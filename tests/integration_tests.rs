//! Integration tests for the `pubmed_articles` tool.
//!
//! The real `PubMedSource` is pointed at a local mockito server standing in
//! for NCBI E-utilities.

use mockito::{Matcher, Mock, Server, ServerGuard};
use pubmed_articles_mcp::mcp::{Dispatcher, ToolRegistry, PUBMED_ARTICLES_TOOL};
use pubmed_articles_mcp::sources::{LiteratureSource, PubMedSource};
use pubmed_articles_mcp::utils::HttpClient;
use serde_json::{json, Value};
use std::sync::Arc;
use std::time::Duration;

fn esearch_xml(ids: &[&str]) -> String {
    let ids: String = ids.iter().map(|id| format!("<Id>{}</Id>", id)).collect();
    format!(
        r#"<?xml version="1.0" encoding="UTF-8" ?>
<eSearchResult><Count>{count}</Count><RetMax>{count}</RetMax><RetStart>0</RetStart><IdList>{ids}</IdList></eSearchResult>"#,
        count = ids.len(),
        ids = ids
    )
}

fn efetch_xml(pmid: &str, title: &str, pmcid: Option<&str>) -> String {
    let pmc = pmcid
        .map(|id| format!(r#"<ArticleId IdType="pmc">{}</ArticleId>"#, id))
        .unwrap_or_default();
    format!(
        r#"<?xml version="1.0" ?>
<PubmedArticleSet>
  <PubmedArticle>
    <MedlineCitation>
      <PMID Version="1">{pmid}</PMID>
      <Article>
        <Journal>
          <JournalIssue><PubDate><Year>2023</Year><Month>Mar</Month></PubDate></JournalIssue>
          <Title>Journal of Integration</Title>
        </Journal>
        <ArticleTitle>{title}</ArticleTitle>
        <AuthorList>
          <Author><LastName>Curie</LastName><ForeName>Marie</ForeName></Author>
        </AuthorList>
      </Article>
    </MedlineCitation>
    <PubmedData>
      <ArticleIdList>
        <ArticleId IdType="pubmed">{pmid}</ArticleId>
        <ArticleId IdType="doi">10.1000/{pmid}</ArticleId>
        {pmc}
      </ArticleIdList>
    </PubmedData>
  </PubmedArticle>
</PubmedArticleSet>"#,
        pmid = pmid,
        title = title,
        pmc = pmc
    )
}

fn source_for(server: &ServerGuard) -> Arc<PubMedSource> {
    let client = HttpClient::with_settings("pubmed-articles-mcp-tests", Duration::from_secs(5))
        .expect("client");
    Arc::new(PubMedSource::with_client(client, &server.url()).expect("source"))
}

fn dispatcher_for(server: &ServerGuard) -> Dispatcher {
    Dispatcher::new(source_for(server))
}

async fn mock_esearch(server: &mut ServerGuard, ids: &[&str]) -> Mock {
    server
        .mock("GET", "/esearch.fcgi")
        .match_query(Matcher::UrlEncoded("db".into(), "pubmed".into()))
        .with_status(200)
        .with_header("content-type", "text/xml")
        .with_body(esearch_xml(ids))
        .create_async()
        .await
}

async fn mock_efetch(server: &mut ServerGuard, pmid: &str, pmcid: Option<&str>, hits: usize) -> Mock {
    server
        .mock("GET", "/efetch.fcgi")
        .match_query(Matcher::AllOf(vec![
            Matcher::UrlEncoded("db".into(), "pubmed".into()),
            Matcher::UrlEncoded("id".into(), pmid.into()),
            Matcher::UrlEncoded("retmode".into(), "xml".into()),
        ]))
        .with_status(200)
        .with_header("content-type", "text/xml")
        .with_body(efetch_xml(pmid, &format!("Article {}", pmid), pmcid))
        .expect(hits)
        .create_async()
        .await
}

fn pmids(result: &Value) -> Vec<String> {
    result
        .as_array()
        .expect("array result")
        .iter()
        .map(|article| article["pmid"].as_str().unwrap_or_default().to_string())
        .collect()
}

#[tokio::test]
async fn test_search_keywords_preserves_order_and_bound() {
    let mut server = Server::new_async().await;

    let esearch = server
        .mock("GET", "/esearch.fcgi")
        .match_query(Matcher::AllOf(vec![
            Matcher::UrlEncoded("term".into(), "prime editing".into()),
            Matcher::UrlEncoded("retmax".into(), "2".into()),
        ]))
        .with_status(200)
        .with_body(esearch_xml(&["300", "100", "200"]))
        .expect(1)
        .create_async()
        .await;
    let first = mock_efetch(&mut server, "300", None, 1).await;
    let second = mock_efetch(&mut server, "100", None, 1).await;
    let beyond_bound = mock_efetch(&mut server, "200", None, 0).await;

    let result = dispatcher_for(&server)
        .dispatch(json!({"method": "search_keywords", "keywords": "prime editing", "num_results": 2}))
        .await;

    assert_eq!(pmids(&result), vec!["300", "100"]);
    assert_eq!(result[0]["title"], "Article 300");
    assert_eq!(result[0]["authors"], json!(["Curie, Marie"]));
    assert_eq!(result[0]["journal"], "Journal of Integration");
    assert_eq!(result[0]["publication_date"], "2023-Mar");
    assert_eq!(result[0]["url"], "https://pubmed.ncbi.nlm.nih.gov/300/");

    esearch.assert_async().await;
    first.assert_async().await;
    second.assert_async().await;
    beyond_bound.assert_async().await;
}

#[tokio::test]
async fn test_search_drops_articles_that_fail_to_fetch() {
    let mut server = Server::new_async().await;

    let _esearch = mock_esearch(&mut server, &["1", "2", "3"]).await;
    let _one = mock_efetch(&mut server, "1", None, 1).await;
    let failing = server
        .mock("GET", "/efetch.fcgi")
        .match_query(Matcher::UrlEncoded("id".into(), "2".into()))
        .with_status(500)
        .expect(1)
        .create_async()
        .await;
    let _three = mock_efetch(&mut server, "3", None, 1).await;

    let result = dispatcher_for(&server)
        .dispatch(json!({"method": "search_keywords", "keywords": "anything"}))
        .await;

    assert_eq!(pmids(&result), vec!["1", "3"]);
    failing.assert_async().await;
}

#[tokio::test]
async fn test_search_failure_degrades_to_empty_list() {
    let mut server = Server::new_async().await;

    let esearch = server
        .mock("GET", "/esearch.fcgi")
        .match_query(Matcher::Any)
        .with_status(503)
        .expect(1)
        .create_async()
        .await;
    let efetch = server
        .mock("GET", "/efetch.fcgi")
        .match_query(Matcher::Any)
        .expect(0)
        .create_async()
        .await;

    let result = dispatcher_for(&server)
        .dispatch(json!({"method": "search_keywords", "keywords": "anything"}))
        .await;

    assert_eq!(result, json!([]));
    esearch.assert_async().await;
    efetch.assert_async().await;
}

#[tokio::test]
async fn test_search_with_malformed_or_empty_results() {
    let mut server = Server::new_async().await;

    let _malformed = server
        .mock("GET", "/esearch.fcgi")
        .match_query(Matcher::UrlEncoded("term".into(), "broken".into()))
        .with_status(200)
        .with_body("<eSearchResult><IdList><Id>1</Id>")
        .create_async()
        .await;
    let _empty = server
        .mock("GET", "/esearch.fcgi")
        .match_query(Matcher::UrlEncoded("term".into(), "nothing".into()))
        .with_status(200)
        .with_body(esearch_xml(&[]))
        .create_async()
        .await;

    let source = source_for(&server);
    let dispatcher = Dispatcher::new(source);

    for keywords in ["broken", "nothing"] {
        let result = dispatcher
            .dispatch(json!({"method": "search_keywords", "keywords": keywords}))
            .await;
        assert_eq!(result, json!([]), "keywords: {}", keywords);
    }
}

#[tokio::test]
async fn test_search_advanced_sends_composed_term() {
    let mut server = Server::new_async().await;

    let esearch = server
        .mock("GET", "/esearch.fcgi")
        .match_query(Matcher::UrlEncoded(
            "term".into(),
            "CRISPR[Title] AND Smith J[Author] AND 2020/01/01:3000[Date - Publication]".into(),
        ))
        .with_status(200)
        .with_body(esearch_xml(&["42"]))
        .expect(1)
        .create_async()
        .await;
    let _fetch = mock_efetch(&mut server, "42", None, 1).await;

    let result = dispatcher_for(&server)
        .dispatch(json!({
            "method": "search_advanced",
            "title": "CRISPR",
            "author": "Smith J",
            "start_date": "2020/01/01"
        }))
        .await;

    assert_eq!(pmids(&result), vec!["42"]);
    esearch.assert_async().await;
}

#[tokio::test]
async fn test_search_advanced_without_filters_makes_no_requests() {
    let mut server = Server::new_async().await;

    let esearch = server
        .mock("GET", "/esearch.fcgi")
        .match_query(Matcher::Any)
        .expect(0)
        .create_async()
        .await;
    let efetch = server
        .mock("GET", "/efetch.fcgi")
        .match_query(Matcher::Any)
        .expect(0)
        .create_async()
        .await;

    let result = dispatcher_for(&server)
        .dispatch(json!({"method": "search_advanced", "journal": "", "num_results": 5}))
        .await;

    assert_eq!(
        result,
        json!({"error": "Validation error: at least one search parameter required"})
    );
    esearch.assert_async().await;
    efetch.assert_async().await;
}

#[tokio::test]
async fn test_metadata_pmid_forms_are_equivalent() {
    let mut server = Server::new_async().await;
    let efetch = mock_efetch(&mut server, "31452104", Some("PMC6907074"), 2).await;

    let dispatcher = dispatcher_for(&server);
    let from_int = dispatcher
        .dispatch(json!({"method": "get_article_metadata", "pmid": 31452104}))
        .await;
    let from_str = dispatcher
        .dispatch(json!({"method": "get_article_metadata", "pmid": "31452104"}))
        .await;

    assert_eq!(from_int, from_str);
    assert_eq!(from_int["doi"], "10.1000/31452104");
    assert_eq!(from_int["pmcid"], "PMC6907074");
    efetch.assert_async().await;
}

#[tokio::test]
async fn test_metadata_missing_article_is_null() {
    let mut server = Server::new_async().await;
    let _empty = server
        .mock("GET", "/efetch.fcgi")
        .match_query(Matcher::UrlEncoded("id".into(), "999".into()))
        .with_status(200)
        .with_body("<PubmedArticleSet></PubmedArticleSet>")
        .create_async()
        .await;
    let _down = server
        .mock("GET", "/efetch.fcgi")
        .match_query(Matcher::UrlEncoded("id".into(), "998".into()))
        .with_status(502)
        .create_async()
        .await;

    let dispatcher = dispatcher_for(&server);
    for pmid in ["999", "998"] {
        let result = dispatcher
            .dispatch(json!({"method": "get_article_metadata", "pmid": pmid}))
            .await;
        assert_eq!(result, Value::Null, "pmid: {}", pmid);
    }
}

#[tokio::test]
async fn test_pdf_resolution_end_to_end() {
    let mut server = Server::new_async().await;
    let _open = mock_efetch(&mut server, "10", Some("PMC1234567"), 1).await;
    let _closed = mock_efetch(&mut server, "11", None, 1).await;

    let dispatcher = dispatcher_for(&server);

    let open = dispatcher
        .dispatch(json!({"method": "get_article_pdf", "pmid": 10}))
        .await;
    assert_eq!(
        open["pdf_url"],
        "https://www.ncbi.nlm.nih.gov/pmc/articles/PMC1234567/pdf/"
    );
    assert!(open["message"].is_string());

    let closed = dispatcher
        .dispatch(json!({"method": "get_article_pdf", "pmid": 11}))
        .await;
    assert!(closed.get("pdf_url").is_none());
    assert!(closed["message"].is_string());
}

#[tokio::test]
async fn test_tool_registry_end_to_end() {
    let mut server = Server::new_async().await;
    let _fetch = mock_efetch(&mut server, "7", None, 1).await;

    let source = source_for(&server);
    assert_eq!(source.id(), "pubmed");

    let registry = ToolRegistry::new(Dispatcher::new(source));
    let result = registry
        .execute(
            PUBMED_ARTICLES_TOOL,
            json!({"method": "get_article_metadata", "pmid": "7"}),
        )
        .await
        .expect("handler never fails");
    assert_eq!(result["title"], "Article 7");

    let unknown = registry
        .execute(PUBMED_ARTICLES_TOOL, json!({"method": "download"}))
        .await
        .expect("handler never fails");
    assert!(unknown["error"]
        .as_str()
        .is_some_and(|msg| msg.contains("download")));
}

Work task =
Please give the number of lines in the data above that include the string "eSearchResult", and nothing else.

Worked solution =
2